## Work item
For the word "content", search the records and show each line in which it occurs.

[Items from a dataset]
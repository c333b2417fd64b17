//! Room session: everything a user holds while inside one room.
//!
//! Entering acquires a presence entry and three listeners (chat, notes,
//! presence). Leaving, losing the identity or dropping the session releases
//! all of them exactly once.

use std::sync::{Arc, Weak};

use parking_lot::Mutex;
use store_api::{DocumentStore, EventLogStore};
use tokio::runtime::Handle;
use tokio::sync::watch;
use tokio::task::JoinHandle;
use tokio_util::sync::CancellationToken;
use tracing::{info, warn};

use crate::catalog::RoomCatalog;
use crate::chat::{sort_chronological, ChatChannel};
use crate::error::{RoomError, RoomResult};
use crate::lobby::Lobby;
use crate::model::{now_ms, ChatMessage, Identity, Note, PresenceEntry, Room};
use crate::notes::{sort_newest_first, NotesChannel};
use crate::notify::{Alerts, NotificationDispatcher};
use crate::panel::{Panel, PanelTx};
use crate::presence::PresenceRegistry;
use crate::subscription::Subscription;

/// Presence leaves running in the background after a session was dropped
/// or lost its identity. The next `enter` waits for them so a stale leave
/// cannot remove the new entry.
#[derive(Clone, Default)]
struct PendingLeaves(Arc<Mutex<Vec<JoinHandle<()>>>>);

impl PendingLeaves {
    fn push(&self, handle: JoinHandle<()>) {
        let mut pending = self.0.lock();
        pending.retain(|h| !h.is_finished());
        pending.push(handle);
    }

    async fn settle(&self) {
        let pending = std::mem::take(&mut *self.0.lock());
        for handle in pending {
            if let Err(err) = handle.await {
                warn!("background presence leave did not finish: {err}");
            }
        }
    }
}

/// Store-facing services shared by every session of one client.
#[derive(Clone)]
pub struct Client {
    chat: ChatChannel,
    notes: NotesChannel,
    presence: PresenceRegistry,
    catalog: Arc<RoomCatalog>,
    alerts: Arc<Alerts>,
    window_ms: i64,
    pending: PendingLeaves,
}

impl Client {
    /// Client whose three channels share one store connection.
    pub fn new<S>(store: Arc<S>, catalog: RoomCatalog, alerts: Arc<Alerts>, window_ms: i64) -> Self
    where
        S: EventLogStore + DocumentStore + 'static,
    {
        Self::from_parts(
            ChatChannel::new(store.clone()),
            NotesChannel::new(store.clone()),
            PresenceRegistry::new(store),
            catalog,
            alerts,
            window_ms,
        )
    }

    pub fn from_parts(
        chat: ChatChannel,
        notes: NotesChannel,
        presence: PresenceRegistry,
        catalog: RoomCatalog,
        alerts: Arc<Alerts>,
        window_ms: i64,
    ) -> Self {
        Self {
            chat,
            notes,
            presence,
            catalog: Arc::new(catalog),
            alerts,
            window_ms,
            pending: PendingLeaves::default(),
        }
    }

    pub fn catalog(&self) -> &RoomCatalog {
        &self.catalog
    }

    pub fn presence(&self) -> &PresenceRegistry {
        &self.presence
    }

    pub fn alerts(&self) -> &Arc<Alerts> {
        &self.alerts
    }

    pub fn lobby(&self) -> Lobby {
        Lobby::open(&self.presence, self.catalog.clone())
    }

    /// Enter `room_id` as the identity currently held by `identity`.
    ///
    /// Only a missing identity or an unknown room fail; a failed presence
    /// write is logged and shown on the presence panel.
    pub async fn enter(
        &self,
        room_id: &str,
        mut identity: watch::Receiver<Option<Identity>>,
    ) -> RoomResult<RoomSession> {
        let room = self
            .catalog
            .get(room_id)
            .cloned()
            .ok_or_else(|| RoomError::UnknownRoom(room_id.to_string()))?;
        let who = identity
            .borrow_and_update()
            .clone()
            .ok_or(RoomError::IdentityLost)?;

        self.alerts.request_permission().await;

        let (chat_tx, _) = PanelTx::<ChatMessage>::channel();
        let (notes_tx, _) = PanelTx::<Note>::channel();
        let (presence_tx, _) = PanelTx::<PresenceEntry>::channel();

        self.pending.settle().await;
        if let Err(err) = self.presence.enter(&who.uid, &room.id, who.label()).await {
            warn!(room = %room.id, "presence not registered: {err}");
            presence_tx.error(err);
        }

        let resources = Resources {
            chat: self.subscribe_chat(&room, &who, &chat_tx),
            notes: self.subscribe_notes(&room, &notes_tx),
            presence: self.subscribe_presence(&room, &presence_tx),
        };
        let inner = Arc::new(Inner {
            room,
            identity: who,
            identity_rx: identity.clone(),
            client: self.clone(),
            resources: Mutex::new(Some(resources)),
            chat_tx,
            notes_tx,
            presence_tx,
        });
        let guard = CancellationToken::new();
        spawn_identity_guard(Arc::downgrade(&inner), identity, guard.clone());
        info!(room = %inner.room.id, uid = %inner.identity.uid, "entered room");
        Ok(RoomSession { inner, guard })
    }

    fn subscribe_chat(&self, room: &Room, who: &Identity, tx: &PanelTx<ChatMessage>) -> Subscription {
        let mut dispatcher = NotificationDispatcher::new(who.uid.clone(), self.window_ms);
        let alerts = self.alerts.clone();
        let (items, errors) = (tx.clone(), tx.clone());
        self.chat.subscribe(
            &room.id,
            move |mut messages| {
                sort_chronological(&mut messages);
                let visible = alerts.visibility().is_visible();
                if let Some(n) = dispatcher.evaluate(&messages, visible, now_ms()) {
                    alerts.show(&n);
                }
                items.items(messages);
            },
            move |err| errors.error(err),
        )
    }

    fn subscribe_notes(&self, room: &Room, tx: &PanelTx<Note>) -> Subscription {
        let (items, errors) = (tx.clone(), tx.clone());
        self.notes.subscribe_by_room(
            &room.id,
            move |mut notes| {
                sort_newest_first(&mut notes, now_ms());
                items.items(notes);
            },
            move |err| errors.error(err),
        )
    }

    fn subscribe_presence(&self, room: &Room, tx: &PanelTx<PresenceEntry>) -> Subscription {
        let (items, errors) = (tx.clone(), tx.clone());
        let room_id = room.id.clone();
        self.presence.subscribe_all(
            move |all| items.items(PresenceRegistry::room_view(&all, &room_id).entries),
            move |err| errors.error(err),
        )
    }
}

struct Resources {
    chat: Subscription,
    notes: Subscription,
    presence: Subscription,
}

impl Resources {
    fn release(self) {
        self.chat.unsubscribe();
        self.notes.unsubscribe();
        self.presence.unsubscribe();
    }
}

struct Inner {
    room: Room,
    identity: Identity,
    identity_rx: watch::Receiver<Option<Identity>>,
    client: Client,
    resources: Mutex<Option<Resources>>,
    chat_tx: PanelTx<ChatMessage>,
    notes_tx: PanelTx<Note>,
    presence_tx: PanelTx<PresenceEntry>,
}

impl Inner {
    fn take_resources(&self) -> Option<Resources> {
        self.resources.lock().take()
    }

    fn is_active(&self) -> bool {
        self.resources.lock().is_some()
    }

    /// Release listeners, then remove the presence entry. Runs once.
    async fn teardown(&self, reason: &'static str) -> bool {
        let Some(resources) = self.take_resources() else {
            return false;
        };
        resources.release();
        if let Err(err) = self.client.presence.leave(&self.identity.uid).await {
            warn!(room = %self.room.id, "presence cleanup failed: {err}");
        }
        info!(room = %self.room.id, reason, "left room");
        true
    }

    /// Release listeners now and leave presence on a background task that
    /// the client's next `enter` waits for.
    fn teardown_detached(&self, reason: &'static str) {
        let Some(resources) = self.take_resources() else {
            return;
        };
        resources.release();
        let presence = self.client.presence.clone();
        let uid = self.identity.uid.clone();
        let room = self.room.id.clone();
        match Handle::try_current() {
            Ok(handle) => {
                let leave = handle.spawn(async move {
                    if let Err(err) = presence.leave(&uid).await {
                        warn!(room = %room, "presence cleanup failed: {err}");
                    }
                    info!(room = %room, reason, "left room");
                });
                self.client.pending.push(leave);
            }
            Err(_) => warn!(room = %room, "no runtime to leave room; relying on disconnect cleanup"),
        }
    }
}

fn spawn_identity_guard(
    inner: Weak<Inner>,
    mut rx: watch::Receiver<Option<Identity>>,
    token: CancellationToken,
) {
    let Some(uid) = inner.upgrade().map(|i| i.identity.uid.clone()) else {
        return;
    };
    tokio::spawn(async move {
        loop {
            tokio::select! {
                _ = token.cancelled() => return,
                changed = rx.changed() => {
                    let lost = match changed {
                        Err(_) => true,
                        Ok(()) => rx.borrow_and_update().as_ref().map_or(true, |i| i.uid != uid),
                    };
                    if lost {
                        if let Some(inner) = inner.upgrade() {
                            inner.teardown_detached("identity lost");
                        }
                        return;
                    }
                }
            }
        }
    });
}

/// An active room visit. See the module docs for the release rules.
pub struct RoomSession {
    inner: Arc<Inner>,
    guard: CancellationToken,
}

impl RoomSession {
    pub fn room(&self) -> &Room {
        &self.inner.room
    }

    pub fn identity(&self) -> &Identity {
        &self.inner.identity
    }

    pub fn is_active(&self) -> bool {
        self.inner.is_active()
    }

    pub fn chat(&self) -> watch::Receiver<Panel<ChatMessage>> {
        self.inner.chat_tx.subscribe()
    }

    pub fn notes(&self) -> watch::Receiver<Panel<Note>> {
        self.inner.notes_tx.subscribe()
    }

    /// Who is in this room.
    pub fn presence(&self) -> watch::Receiver<Panel<PresenceEntry>> {
        self.inner.presence_tx.subscribe()
    }

    fn ensure_active(&self) -> RoomResult<()> {
        if self.is_active() {
            Ok(())
        } else {
            Err(RoomError::Inactive)
        }
    }

    /// Send a chat message. It shows up once the chat panel's next
    /// snapshot contains it.
    pub async fn send(&self, text: &str) -> RoomResult<String> {
        self.ensure_active()?;
        let res = self
            .inner
            .client
            .chat
            .append(&self.inner.room.id, &self.inner.identity, text, now_ms())
            .await;
        if let Err(err @ RoomError::Transport(_)) = &res {
            self.inner.chat_tx.error(err.clone());
        }
        res
    }

    pub async fn add_note(&self, title: &str, content: &str) -> RoomResult<String> {
        self.ensure_active()?;
        let res = self
            .inner
            .client
            .notes
            .create(&self.inner.room.id, &self.inner.identity, title, content)
            .await;
        if let Err(err @ RoomError::Transport(_)) = &res {
            self.inner.notes_tx.error(err.clone());
        }
        res
    }

    /// Author of `note_id` as last seen on the notes panel.
    fn author_of(&self, note_id: &str) -> Option<String> {
        self.inner.notes_tx.with(|p| {
            p.items
                .iter()
                .find(|n| n.id == note_id)
                .map(|n| n.author_id.clone())
        })
    }

    /// Rejects notes the panel shows under another author. Notes the panel
    /// has not seen yet go to the store, whose owner rule decides.
    fn check_author(&self, note_id: &str) -> RoomResult<()> {
        match self.author_of(note_id) {
            Some(author) if author != self.inner.identity.uid => Err(RoomError::Forbidden),
            _ => Ok(()),
        }
    }

    /// Edit one of the user's own notes. `NotFound` when it vanished.
    pub async fn edit_note(&self, note_id: &str, title: &str, content: &str) -> RoomResult<()> {
        self.ensure_active()?;
        self.check_author(note_id)?;
        let res = self.inner.client.notes.update(note_id, title, content).await;
        if let Err(err @ RoomError::Transport(_)) = &res {
            self.inner.notes_tx.error(err.clone());
        }
        res
    }

    /// Delete one of the user's own notes. Deleting a note that is already
    /// gone succeeds.
    pub async fn delete_note(&self, note_id: &str) -> RoomResult<()> {
        self.ensure_active()?;
        self.check_author(note_id)?;
        let res = self.inner.client.notes.delete(note_id).await;
        if let Err(err @ RoomError::Transport(_)) = &res {
            self.inner.notes_tx.error(err.clone());
        }
        res
    }

    /// Leave the room. Returns false when the session had already ended.
    pub async fn leave(&self) -> bool {
        self.guard.cancel();
        self.inner.teardown("leave").await
    }

    /// Leave this room, then enter `room_id` with the same identity source.
    pub async fn switch(self, room_id: &str) -> RoomResult<RoomSession> {
        if !self.inner.client.catalog.contains(room_id) {
            return Err(RoomError::UnknownRoom(room_id.to_string()));
        }
        self.leave().await;
        let client = self.inner.client.clone();
        let identity = self.inner.identity_rx.clone();
        drop(self);
        client.enter(room_id, identity).await
    }
}

impl Drop for RoomSession {
    fn drop(&mut self) {
        self.guard.cancel();
        self.inner.teardown_detached("dropped");
    }
}

impl std::fmt::Debug for RoomSession {
    fn fmt(&self, f: &mut std::fmt::Formatter<'_>) -> std::fmt::Result {
        f.debug_struct("RoomSession")
            .field("room", &self.inner.room.id)
            .field("uid", &self.inner.identity.uid)
            .field("active", &self.is_active())
            .finish()
    }
}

## Written solution
    pub async fn add_note(&self, title: &str, content: &str) -> RoomResult<String> {
            .create(&self.inner.room.id, &self.inner.identity, title, content)
    pub async fn edit_note(&self, note_id: &str, title: &str, content: &str) -> RoomResult<()> {
        let res = self.inner.client.notes.update(note_id, title, content).await;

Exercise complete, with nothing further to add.